[Exercise directions]: Among the entries, which lines carry the string "warn"? Copy each of them.

[Input material]:
————————

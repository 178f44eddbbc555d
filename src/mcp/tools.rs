//! The `recommend_meeting_place` tool.
//!
//! Tool execution failures are not JSON-RPC errors: they come back as a
//! successful response whose result has `isError: true`.

use serde::{Deserialize, Serialize};
use serde_json::{json, Value};
use tracing::{info, warn};

use crate::backend::{BackendClient, Participant, DEFAULT_PURPOSE};

/// Name of the single registered tool.
pub const RECOMMEND_TOOL_NAME: &str = "recommend_meeting_place";

/// Meeting purposes accepted by the tool schema.
pub const PURPOSES: [&str; 8] = [
    "cafe_talk",
    "restaurant",
    "shopping",
    "business",
    "culture",
    "entertainment",
    "study",
    "date",
];

/// A tool definition for tools/list response.
#[derive(Debug, Clone, Serialize)]
#[serde(rename_all = "camelCase")]
pub struct ToolDefinition {
    /// Unique tool name.
    pub name: String,
    /// Human-readable description.
    #[serde(skip_serializing_if = "Option::is_none")]
    pub description: Option<String>,
    /// JSON Schema for the tool's input parameters.
    pub input_schema: Value,
}

/// Parameters for tools/call request.
#[derive(Debug, Clone, Deserialize)]
pub struct ToolCallParams {
    /// Name of the tool to call.
    pub name: String,
    /// Arguments for the tool.
    #[serde(default)]
    pub arguments: Value,
}

/// Content item in a tool call response.
#[derive(Debug, Clone, Serialize)]
#[serde(tag = "type", rename_all = "lowercase")]
pub enum ToolContent {
    /// Text content.
    Text {
        /// The text content.
        text: String,
    },
}

/// Result of a tool call.
#[derive(Debug, Clone, Serialize)]
#[serde(rename_all = "camelCase")]
pub struct ToolCallResult {
    /// Content returned by the tool.
    pub content: Vec<ToolContent>,
    /// Whether the tool call resulted in an error.
    pub is_error: bool,
}

impl ToolCallResult {
    /// Creates a successful text result.
    #[must_use]
    pub fn text(text: impl Into<String>) -> Self {
        Self {
            content: vec![ToolContent::Text { text: text.into() }],
            is_error: false,
        }
    }

    /// Creates an error text result, prefixed with `"Error: "`.
    #[must_use]
    pub fn error(message: impl std::fmt::Display) -> Self {
        Self {
            content: vec![ToolContent::Text {
                text: format!("Error: {message}"),
            }],
            is_error: true,
        }
    }
}

/// Returns the definition advertised by `tools/list` and `/mcp.json`.
#[must_use]
pub fn recommend_tool_definition() -> ToolDefinition {
    ToolDefinition {
        name: RECOMMEND_TOOL_NAME.to_string(),
        description: Some(
            "Recommend a fair meeting location based on transit-time fairness and purpose."
                .to_string(),
        ),
        input_schema: json!({
            "type": "object",
            "properties": {
                "participants": {
                    "type": "array",
                    "description": "List of participants with their origin locations",
                    "items": {
                        "type": "object",
                        "properties": {
                            "name": {
                                "type": "string",
                                "description": "Participant name"
                            },
                            "origin_text": {
                                "type": "string",
                                "description": "Origin location (address or place name, e.g., 강남역, 홍대입구)"
                            }
                        },
                        "required": ["origin_text"]
                    },
                    "minItems": 2
                },
                "purpose": {
                    "type": "string",
                    "description": "Meeting purpose",
                    "enum": PURPOSES,
                    "default": DEFAULT_PURPOSE
                }
            },
            "required": ["participants"]
        }),
    }
}

/// Runs the recommendation tool against the backend.
#[derive(Debug, Clone)]
pub struct ToolExecutor {
    backend: BackendClient,
}

impl ToolExecutor {
    /// Creates an executor that calls the given backend.
    #[must_use]
    pub const fn new(backend: BackendClient) -> Self {
        Self { backend }
    }

    /// Executes `recommend_meeting_place` with raw tool arguments.
    ///
    /// Never fails: backend and transport errors are reported through
    /// [`ToolCallResult::is_error`].
    pub async fn execute(&self, arguments: &Value) -> ToolCallResult {
        let participants = participants_from(arguments);
        let purpose = arguments
            .get("purpose")
            .and_then(given)
            .cloned()
            .unwrap_or_else(|| Value::from(DEFAULT_PURPOSE));

        match self.backend.recommend(&participants, &purpose).await {
            Ok(payload) => {
                info!(
                    participants = participants.len(),
                    purpose = %purpose,
                    "Recommendation succeeded"
                );
                match serde_json::to_string_pretty(&payload) {
                    Ok(text) => ToolCallResult::text(text),
                    Err(e) => ToolCallResult::error(e),
                }
            }
            Err(e) => {
                warn!(error = %e, "Recommendation failed");
                ToolCallResult::error(e)
            }
        }
    }
}

/// Builds the backend participant list, naming anonymous entries
/// `Participant<n>` by 1-based position.
///
/// Values are forwarded untouched, whatever their JSON type. `origin_text` is
/// not validated here.
fn participants_from(arguments: &Value) -> Vec<Participant> {
    arguments
        .get("participants")
        .and_then(Value::as_array)
        .map(|list| {
            list.iter()
                .enumerate()
                .map(|(idx, p)| Participant {
                    name: p
                        .get("name")
                        .and_then(given)
                        .cloned()
                        .unwrap_or_else(|| Value::from(format!("Participant{}", idx + 1))),
                    origin_text: p.get("origin_text").cloned(),
                })
                .collect()
        })
        .unwrap_or_default()
}

/// Treats `null`, `false`, `0` and `""` as not given.
fn given(value: &Value) -> Option<&Value> {
    let unset = match value {
        Value::Null => true,
        Value::Bool(b) => !b,
        Value::Number(n) => n.as_f64() == Some(0.0),
        Value::String(s) => s.is_empty(),
        Value::Array(_) | Value::Object(_) => false,
    };
    (!unset).then_some(value)
}
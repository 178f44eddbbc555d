//! JSON-RPC 2.0 message types for MCP protocol.
//!
//! This module defines the core message types used in the Model Context Protocol.
//! All messages follow the JSON-RPC 2.0 specification.
//!
//! # Message Types
//!
//! - **Request**: A message expecting a response (has `id`)
//! - **Notification**: A one-way message (no `id`, never answered)
//! - **Response**: A reply to a request (`result` or `error`, never both)
//!
//! Classification is by presence of the `id` key, so `"id": null` is a
//! request whose response echoes `null`.

use serde::{Deserialize, Serialize};
use serde_json::Value;

/// The MCP protocol version announced during `initialize`.
pub const MCP_PROTOCOL_VERSION: &str = "2025-03-26";

/// Server name for capability negotiation.
pub const SERVER_NAME: &str = "meetplanner-mcp";

/// Server version for capability negotiation.
pub const SERVER_VERSION: &str = "1.0.0";

/// The only accepted value of the `jsonrpc` member.
pub const JSONRPC_VERSION: &str = "2.0";

/// A JSON-RPC 2.0 request ID.
#[derive(Debug, Clone, PartialEq, Eq, Serialize, Deserialize)]
#[serde(untagged)]
pub enum RequestId {
    /// Numeric request ID.
    Number(i64),
    /// String request ID.
    String(String),
    /// Explicit `null`, also used when the ID cannot be determined.
    Null,
}

impl std::fmt::Display for RequestId {
    fn fmt(&self, f: &mut std::fmt::Formatter<'_>) -> std::fmt::Result {
        match self {
            Self::Number(n) => write!(f, "{n}"),
            Self::String(s) => write!(f, "{s}"),
            Self::Null => f.write_str("null"),
        }
    }
}

/// A JSON-RPC 2.0 request message.
///
/// Requests expect a response from the server.
#[derive(Debug, Clone, PartialEq)]
pub struct JsonRpcRequest {
    /// Request identifier, echoed in the response.
    pub id: RequestId,

    /// The method to invoke.
    pub method: String,

    /// Optional parameters for the method.
    pub params: Option<Value>,
}

/// A JSON-RPC 2.0 notification message (incoming).
///
/// Notifications do not have an ID and never receive a response.
#[derive(Debug, Clone, PartialEq)]
pub struct JsonRpcNotification {
    /// The notification method.
    pub method: String,

    /// Optional parameters for the notification.
    pub params: Option<Value>,
}

/// A successful JSON-RPC 2.0 response.
#[derive(Debug, Clone, Serialize)]
pub struct JsonRpcResponse {
    /// Always "2.0".
    pub jsonrpc: &'static str,

    /// The result of the method call.
    pub result: Value,

    /// The request ID this response corresponds to.
    pub id: RequestId,
}

impl JsonRpcResponse {
    /// Creates a new success response.
    #[must_use]
    #[allow(clippy::missing_const_for_fn)] // Value is not const-compatible
    pub fn success(id: RequestId, result: Value) -> Self {
        Self {
            jsonrpc: JSONRPC_VERSION,
            result,
            id,
        }
    }
}

/// Standard JSON-RPC 2.0 error codes.
#[derive(Debug, Clone, Copy, PartialEq, Eq)]
pub enum ErrorCode {
    /// Invalid JSON was received by the server.
    ParseError,
    /// The JSON sent is not a valid Request object.
    InvalidRequest,
    /// The method does not exist or is not available.
    MethodNotFound,
    /// Invalid method parameters (also used for unknown tool names).
    InvalidParams,
    /// Internal JSON-RPC error.
    InternalError,
}

impl ErrorCode {
    /// Returns the numeric code for this error.
    #[must_use]
    pub const fn code(self) -> i32 {
        match self {
            Self::ParseError => -32700,
            Self::InvalidRequest => -32600,
            Self::MethodNotFound => -32601,
            Self::InvalidParams => -32602,
            Self::InternalError => -32603,
        }
    }

    /// Returns the default message for this error code.
    #[must_use]
    pub const fn default_message(self) -> &'static str {
        match self {
            Self::ParseError => "Parse error",
            Self::InvalidRequest => "Invalid Request",
            Self::MethodNotFound => "Method not found",
            Self::InvalidParams => "Invalid params",
            Self::InternalError => "Internal error",
        }
    }
}

/// A JSON-RPC 2.0 error object.
#[derive(Debug, Clone, PartialEq, Serialize)]
pub struct JsonRpcErrorData {
    /// The error code.
    pub code: i32,

    /// A short description of the error.
    pub message: String,
}

impl JsonRpcErrorData {
    /// Creates a new error from an error code.
    #[must_use]
    pub fn from_code(code: ErrorCode) -> Self {
        Self {
            code: code.code(),
            message: code.default_message().to_string(),
        }
    }

    /// Creates a new error with a custom message.
    #[must_use]
    pub fn with_message(code: ErrorCode, message: impl Into<String>) -> Self {
        Self {
            code: code.code(),
            message: message.into(),
        }
    }
}

impl std::fmt::Display for JsonRpcErrorData {
    fn fmt(&self, f: &mut std::fmt::Formatter<'_>) -> std::fmt::Result {
        write!(f, "{} ({})", self.message, self.code)
    }
}

/// A JSON-RPC 2.0 error response.
#[derive(Debug, Clone, Serialize)]
pub struct JsonRpcError {
    /// Always "2.0".
    pub jsonrpc: &'static str,

    /// The error details.
    pub error: JsonRpcErrorData,

    /// The request ID this error corresponds to, `null` if unknown.
    pub id: RequestId,
}

impl JsonRpcError {
    /// Creates a new error response.
    #[must_use]
    #[allow(clippy::missing_const_for_fn)] // JsonRpcErrorData contains String
    pub fn new(id: RequestId, error: JsonRpcErrorData) -> Self {
        Self {
            jsonrpc: JSONRPC_VERSION,
            error,
            id,
        }
    }

    /// Creates a parse error response (ID cannot be determined).
    #[must_use]
    pub fn parse_error() -> Self {
        Self::new(RequestId::Null, JsonRpcErrorData::from_code(ErrorCode::ParseError))
    }

    /// Creates an invalid request error response with a custom message.
    #[must_use]
    pub fn invalid_request(id: RequestId, message: impl Into<String>) -> Self {
        Self::new(
            id,
            JsonRpcErrorData::with_message(ErrorCode::InvalidRequest, message),
        )
    }
}

/// A response envelope: success or error.
#[derive(Debug, Clone, Serialize)]
#[serde(untagged)]
pub enum Response {
    /// `{jsonrpc, result, id}`.
    Success(JsonRpcResponse),
    /// `{jsonrpc, error, id}`.
    Error(JsonRpcError),
}

impl Response {
    /// Returns the ID this response is addressed to.
    #[must_use]
    pub const fn id(&self) -> &RequestId {
        match self {
            Self::Success(resp) => &resp.id,
            Self::Error(err) => &err.id,
        }
    }

    /// Returns the error payload, if this is an error response.
    #[must_use]
    pub const fn error(&self) -> Option<&JsonRpcErrorData> {
        match self {
            Self::Success(_) => None,
            Self::Error(err) => Some(&err.error),
        }
    }
}

impl From<JsonRpcResponse> for Response {
    fn from(resp: JsonRpcResponse) -> Self {
        Self::Success(resp)
    }
}

impl From<JsonRpcError> for Response {
    fn from(err: JsonRpcError) -> Self {
        Self::Error(err)
    }
}

/// An incoming message that could be either a request or notification.
#[derive(Debug, Clone, PartialEq)]
pub enum IncomingMessage {
    /// A request expecting a response.
    Request(JsonRpcRequest),
    /// A notification (no response expected).
    Notification(JsonRpcNotification),
}

impl IncomingMessage {
    /// Returns the method name of this message.
    #[must_use]
    pub fn method(&self) -> &str {
        match self {
            Self::Request(req) => &req.method,
            Self::Notification(notif) => &notif.method,
        }
    }

    /// Returns the parameters of this message.
    #[must_use]
    #[allow(clippy::missing_const_for_fn)] // Option::as_ref is not const
    pub fn params(&self) -> Option<&Value> {
        match self {
            Self::Request(req) => req.params.as_ref(),
            Self::Notification(notif) => notif.params.as_ref(),
        }
    }

    /// Returns the request ID if this is a request.
    #[must_use]
    pub const fn id(&self) -> Option<&RequestId> {
        match self {
            Self::Request(req) => Some(&req.id),
            Self::Notification(_) => None,
        }
    }
}

/// Why a raw value could not be turned into an [`IncomingMessage`].
#[derive(Debug, Clone)]
pub enum Rejection {
    /// Malformed envelope; the error is sent even for notification-shaped input.
    Answer(JsonRpcError),
    /// A malformed notification; nothing is sent.
    Silent,
}

/// Returns `true` if the raw message carries an `id` member.
#[must_use]
pub fn has_id(value: &Value) -> bool {
    value.as_object().is_some_and(|obj| obj.contains_key("id"))
}

/// Extracts the `id` of a raw message for error reporting.
///
/// Missing or unusable IDs become [`RequestId::Null`].
#[must_use]
pub fn id_of(value: &Value) -> RequestId {
    value
        .get("id")
        .and_then(|id| serde_json::from_value(id.clone()).ok())
        .unwrap_or(RequestId::Null)
}

/// Classifies one raw JSON value as a request or notification.
///
/// # Errors
///
/// Returns [`Rejection::Answer`] with `-32600` if `jsonrpc` is not `"2.0"`
/// (checked before anything else, including for non-object input), or if a
/// request has an unusable `id` or no string `method`. The same defects on a
/// notification yield [`Rejection::Silent`].
pub fn parse_message(value: Value) -> Result<IncomingMessage, Rejection> {
    if value.get("jsonrpc").and_then(Value::as_str) != Some(JSONRPC_VERSION) {
        return Err(Rejection::Answer(JsonRpcError::invalid_request(
            id_of(&value),
            "Invalid Request: jsonrpc must be 2.0",
        )));
    }

    let Value::Object(mut obj) = value else {
        // Only objects can carry a `jsonrpc` member.
        return Err(Rejection::Answer(JsonRpcError::invalid_request(
            RequestId::Null,
            "Invalid Request",
        )));
    };

    let params = obj.remove("params");
    let method = obj
        .remove("method")
        .and_then(|m| m.as_str().map(str::to_string));

    match obj.remove("id") {
        Some(raw_id) => {
            let id: RequestId = serde_json::from_value(raw_id).map_err(|_| {
                Rejection::Answer(JsonRpcError::invalid_request(
                    RequestId::Null,
                    "Invalid Request: id must be a string or number",
                ))
            })?;
            let Some(method) = method else {
                return Err(Rejection::Answer(JsonRpcError::invalid_request(
                    id,
                    "Invalid Request: method is required",
                )));
            };
            Ok(IncomingMessage::Request(JsonRpcRequest { id, method, params }))
        }
        None => method
            .map(|method| IncomingMessage::Notification(JsonRpcNotification { method, params }))
            .ok_or(Rejection::Silent),
    }
}

/// Splits an HTTP body into the raw messages of a batch.
///
/// A single object is a batch of one.
///
/// # Errors
///
/// Returns a parse error response if the body is not valid JSON.
pub fn parse_batch(body: &[u8]) -> Result<Vec<Value>, JsonRpcError> {
    let value: Value = serde_json::from_slice(body).map_err(|_| JsonRpcError::parse_error())?;
    Ok(match value {
        Value::Array(items) => items,
        single => vec![single],
    })
}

————————

[Solved exercise]:
use tracing::{info, warn};
                warn!(error = %e, "Recommendation failed");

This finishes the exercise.